Stored data:
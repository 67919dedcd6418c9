//! Github payloads and their conversion to the platform independent entities
use serde::{Deserialize, Serialize};

use crate::{
    entities::{ExistingItem, NewIssue, NewMilestone},
    utils::{DestinationHandle, NormalizedState},
};

/// Github repository owner
#[derive(Deserialize, Serialize, Default, Debug, Clone)]
pub struct OwnerGithub {
    /// Login of the owner
    pub login: String,
}

/// Github Repo
#[derive(Deserialize, Serialize, Default, Debug, Clone)]
pub struct RepoGithub {
    /// Repository name
    pub name: String,

    /// Repository owner
    pub owner: OwnerGithub,

    /// Repository https clone URL
    pub clone_url: String,

    /// Repository URL
    pub html_url: String,
}

impl From<RepoGithub> for DestinationHandle {
    fn from(repo: RepoGithub) -> Self {
        DestinationHandle {
            owner: repo.owner.login,
            name: repo.name,
            clone_url: repo.clone_url,
            html_url: repo.html_url,
        }
    }
}

/// Github label
#[derive(Deserialize, Default, Debug, Clone)]
pub struct LabelGithub {
    /// Label name
    pub name: String,
}

/// Github milestone
#[derive(Deserialize, Default, Debug, Clone)]
pub struct MilestoneGithub {
    /// Milestone number
    pub number: u64,

    /// Milestone title
    pub title: String,
}

/// Github milestone creation body
#[derive(Serialize, Debug, Clone)]
pub struct MilestoneCreation {
    /// Milestone title
    pub title: String,

    /// Milestone description
    pub description: String,

    /// Milestone state
    pub state: &'static str,
}

impl From<NewMilestone> for MilestoneCreation {
    fn from(milestone: NewMilestone) -> Self {
        MilestoneCreation {
            title: milestone.title,
            description: milestone.description,
            state: milestone.state.as_str(),
        }
    }
}

/// Github issue or pull request, as listed
#[derive(Deserialize, Default, Debug, Clone)]
pub struct IssueGithub {
    /// Issue title
    pub title: String,

    /// Issue state (open, closed)
    pub state: String,

    /// Present when the issue is a pull request
    pub pull_request: Option<serde_json::Value>,
}

impl From<IssueGithub> for ExistingItem {
    fn from(issue: IssueGithub) -> Self {
        ExistingItem {
            title: issue.title,
            state: NormalizedState::from_source(&issue.state),
        }
    }
}

/// Github issue creation body
#[derive(Serialize, Debug, Clone)]
pub struct IssueCreation {
    /// Issue title
    pub title: String,

    /// Issue body
    pub body: String,

    /// Label names
    #[serde(skip_serializing_if = "Vec::is_empty")]
    pub labels: Vec<String>,

    /// Milestone number
    #[serde(skip_serializing_if = "Option::is_none")]
    pub milestone: Option<u64>,
}

impl From<NewIssue> for IssueCreation {
    fn from(issue: NewIssue) -> Self {
        IssueCreation {
            title: issue.title,
            body: issue.body,
            labels: issue.labels,
            milestone: issue.milestone,
        }
    }
}

/// Github created issue, pull request or milestone
#[derive(Deserialize, Default, Debug, Clone)]
pub struct CreatedGithub {
    /// Number of the created item
    pub number: u64,
}

/// Github branch
#[derive(Deserialize, Default, Debug, Clone)]
pub struct BranchGithub {
    /// Branch name
    pub name: String,
}
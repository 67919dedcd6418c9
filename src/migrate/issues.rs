//! Issue migration
//!
//! Issues are deduplicated on `(title, state)` against the destination: a
//! second run skips what the first one created. Two distinct source issues
//! sharing a title and a state are treated as the same issue.
use std::collections::HashSet;

use log::{error, info};

use super::{progress_bar, settle, LabelCatalog, RepositoryContext};
use crate::{
    entities::{ExistingItem, NewIssue, SourceIssue},
    errors::MigratorError,
    mapping::{LabelMapping, MilestoneMapping},
    outcome::{BatchCounts, EntityKind, ItemOutcome},
    utils::NormalizedState,
};

/// Copy the issues of a repository with their comments and state
pub async fn migrate_issues(
    ctx: &RepositoryContext<'_>,
    labels: &LabelMapping,
    milestones: &MilestoneMapping,
) -> BatchCounts {
    let mut counts = BatchCounts::default();
    let issues = match ctx.source.list_issues(ctx.project_id).await {
        Ok(issues) => issues,
        Err(e) => {
            error!("Unable to list the issues of {}: {e}", ctx.repo.name);
            return counts;
        }
    };
    let mut existing: HashSet<ExistingItem> = match ctx.destination.list_issues(ctx.repo).await {
        Ok(items) => items.into_iter().collect(),
        Err(e) => {
            error!(
                "Unable to list the existing issues of {}, issues not migrated: {e}",
                ctx.repo.name
            );
            return counts;
        }
    };
    let mut catalog = LabelCatalog::load(ctx, labels).await;

    let pb = progress_bar(issues.len(), format!("{}: issues", ctx.repo.name));
    for issue in issues {
        pb.set_message(format!("#{} {}", issue.iid, issue.title));
        let result = migrate_issue(ctx, &mut catalog, labels, milestones, &mut existing, &issue).await;
        let outcome = settle(
            EntityKind::Issue,
            format!("#{}", issue.iid),
            &issue.title,
            result,
        );
        match &outcome {
            ItemOutcome::Created => info!("Migrated issue #{}", issue.iid),
            ItemOutcome::Skipped(reason) => info!("Skipped issue #{} ({})", issue.iid, reason),
            ItemOutcome::Recorded(_) | ItemOutcome::Failed(_) => {}
        }
        counts.record(&outcome);
        pb.inc(1);
        if outcome.reached_destination() {
            ctx.pause().await;
        }
    }
    pb.finish_and_clear();
    info!("Issues of {}: {counts}", ctx.repo.name);
    counts
}

/// Migrate one issue: create, comment, then close
async fn migrate_issue(
    ctx: &RepositoryContext<'_>,
    catalog: &mut LabelCatalog,
    labels: &LabelMapping,
    milestones: &MilestoneMapping,
    existing: &mut HashSet<ExistingItem>,
    issue: &SourceIssue,
) -> Result<ItemOutcome, MigratorError> {
    let state = NormalizedState::from_source(&issue.state);
    let key = ExistingItem {
        title: issue.title.clone(),
        state,
    };
    if existing.contains(&key) {
        return Ok(ItemOutcome::Skipped(format!(
            "{} issue with this title already exists",
            state.as_str()
        )));
    }

    let new_issue = NewIssue {
        title: issue.title.clone(),
        body: issue.description.clone().unwrap_or_default(),
        labels: catalog.resolve(ctx, labels, &issue.labels).await,
        milestone: issue.milestone_id.and_then(|id| milestones.get(&id).copied()),
    };
    let number = ctx.destination.create_issue(ctx.repo, new_issue).await?;
    existing.insert(key);

    let notes = ctx
        .source
        .list_issue_notes(ctx.project_id, issue.iid)
        .await?;
    ctx.copy_comments(number, notes).await?;

    if state == NormalizedState::Closed {
        ctx.destination.close_issue(ctx.repo, number).await?;
    }
    Ok(ItemOutcome::Created)
}

#[cfg(test)]
mod test {
    use std::time::Duration;

    use tokio::time::Instant;

    use super::*;
    use crate::test_utils::{context, handle, FakeDestination, FakeSource};

    fn issue(iid: u64, title: &str, state: &str) -> SourceIssue {
        SourceIssue {
            iid,
            title: title.to_string(),
            description: None,
            state: state.to_string(),
            labels: vec![],
            milestone_id: None,
        }
    }

    #[tokio::test]
    async fn second_run_creates_nothing() {
        let source = FakeSource {
            issues: vec![
                issue(1, "Crash on start", "opened"),
                issue(2, "Typo in README", "closed"),
            ],
            ..Default::default()
        };
        let destination = FakeDestination::default();
        let repo = handle("api");
        let ctx = context(&source, &destination, &repo);

        let first = migrate_issues(&ctx, &LabelMapping::new(), &MilestoneMapping::new()).await;
        assert_eq!(first.created, 2);
        let second = migrate_issues(&ctx, &LabelMapping::new(), &MilestoneMapping::new()).await;
        assert_eq!(second.created, 0);
        assert_eq!(second.skipped, 2);
        assert_eq!(destination.state().issues.len(), 2);
    }

    #[tokio::test]
    async fn same_title_different_state_is_not_a_duplicate() {
        let source = FakeSource {
            issues: vec![issue(1, "Flaky test", "opened")],
            ..Default::default()
        };
        let destination = FakeDestination::default();
        destination
            .state()
            .existing_issue("Flaky test", NormalizedState::Closed);
        let repo = handle("api");
        let ctx = context(&source, &destination, &repo);
        let counts = migrate_issues(&ctx, &LabelMapping::new(), &MilestoneMapping::new()).await;
        assert_eq!(counts.created, 1);
    }

    #[tokio::test]
    async fn issue_carries_body_labels_milestone_comments_and_state() {
        let mut closed = issue(7, "Memory leak", "closed");
        closed.labels = vec!["bug".to_string()];
        closed.milestone_id = Some(30);
        let source = FakeSource {
            issues: vec![closed],
            notes: [(7, vec!["first".to_string(), " ".to_string(), "second".to_string()])]
                .into_iter()
                .collect(),
            ..Default::default()
        };
        let destination = FakeDestination::default();
        let repo = handle("api");
        let ctx = context(&source, &destination, &repo);
        let mut milestones = MilestoneMapping::new();
        milestones.insert(30, 3);

        let counts = migrate_issues(&ctx, &LabelMapping::new(), &milestones).await;
        assert_eq!(counts.created, 1);
        let state = destination.state();
        let created = &state.issues[0];
        assert_eq!(created.issue.body, "");
        assert_eq!(created.issue.labels, vec!["bug"]);
        assert_eq!(created.issue.milestone, Some(3));
        assert_eq!(created.state, NormalizedState::Closed);
        assert_eq!(
            state.comments,
            vec![
                (created.number, "first".to_string()),
                (created.number, "second".to_string())
            ]
        );
        assert_eq!(state.created_labels.len(), 1);
        assert_eq!(state.created_labels[0].color, "ededed");
    }

    #[tokio::test]
    async fn failed_issue_does_not_stop_the_batch() {
        let source = FakeSource {
            issues: vec![
                issue(1, "First", "opened"),
                issue(2, "Rejected", "opened"),
                issue(3, "Third", "opened"),
                issue(4, "Fourth", "closed"),
            ],
            ..Default::default()
        };
        let destination = FakeDestination::default();
        destination
            .state()
            .refused_issues
            .insert("Rejected".to_string());
        let repo = handle("api");
        let ctx = context(&source, &destination, &repo);

        let counts = migrate_issues(&ctx, &LabelMapping::new(), &MilestoneMapping::new()).await;
        assert_eq!(counts.total, 4);
        assert_eq!(counts.failed, 1);
        assert_eq!(counts.created, 3);
        let titles: Vec<String> = destination
            .state()
            .issues
            .iter()
            .map(|i| i.issue.title.clone())
            .collect();
        assert_eq!(titles, vec!["First", "Third", "Fourth"]);
    }

    #[tokio::test]
    async fn comments_wait_for_the_issue() {
        let source = FakeSource {
            issues: vec![issue(2, "Rejected", "opened")],
            notes: [(2, vec!["lost".to_string()])].into_iter().collect(),
            ..Default::default()
        };
        let destination = FakeDestination::default();
        destination
            .state()
            .refused_issues
            .insert("Rejected".to_string());
        let repo = handle("api");
        let ctx = context(&source, &destination, &repo);
        let counts = migrate_issues(&ctx, &LabelMapping::new(), &MilestoneMapping::new()).await;
        assert_eq!(counts.failed, 1);
        assert!(destination.state().comments.is_empty());
    }

    #[tokio::test(start_paused = true)]
    async fn pauses_after_each_call_but_not_after_duplicates() {
        let source = FakeSource {
            issues: vec![
                issue(1, "Known", "opened"),
                issue(2, "Rejected", "opened"),
                issue(3, "New", "closed"),
            ],
            ..Default::default()
        };
        let destination = FakeDestination::default();
        {
            let mut state = destination.state();
            state.existing_issue("Known", NormalizedState::Open);
            state.refused_issues.insert("Rejected".to_string());
        }
        let repo = handle("api");
        let mut ctx = context(&source, &destination, &repo);
        ctx.item_delay = Duration::from_millis(100);

        let start = Instant::now();
        let counts = migrate_issues(&ctx, &LabelMapping::new(), &MilestoneMapping::new()).await;
        let elapsed = start.elapsed();
        assert_eq!((counts.created, counts.skipped, counts.failed), (1, 1, 1));
        assert!(elapsed >= Duration::from_millis(200), "{elapsed:?}");
        assert!(elapsed < Duration::from_millis(300), "{elapsed:?}");
    }
}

• [Your assignment]:
If the word "impl" appears in a line above, copy that line.

• [Expected output]:
impl From<RepoGithub> for DestinationHandle {
impl From<NewMilestone> for MilestoneCreation {
impl From<IssueGithub> for ExistingItem {
impl From<NewIssue> for IssueCreation {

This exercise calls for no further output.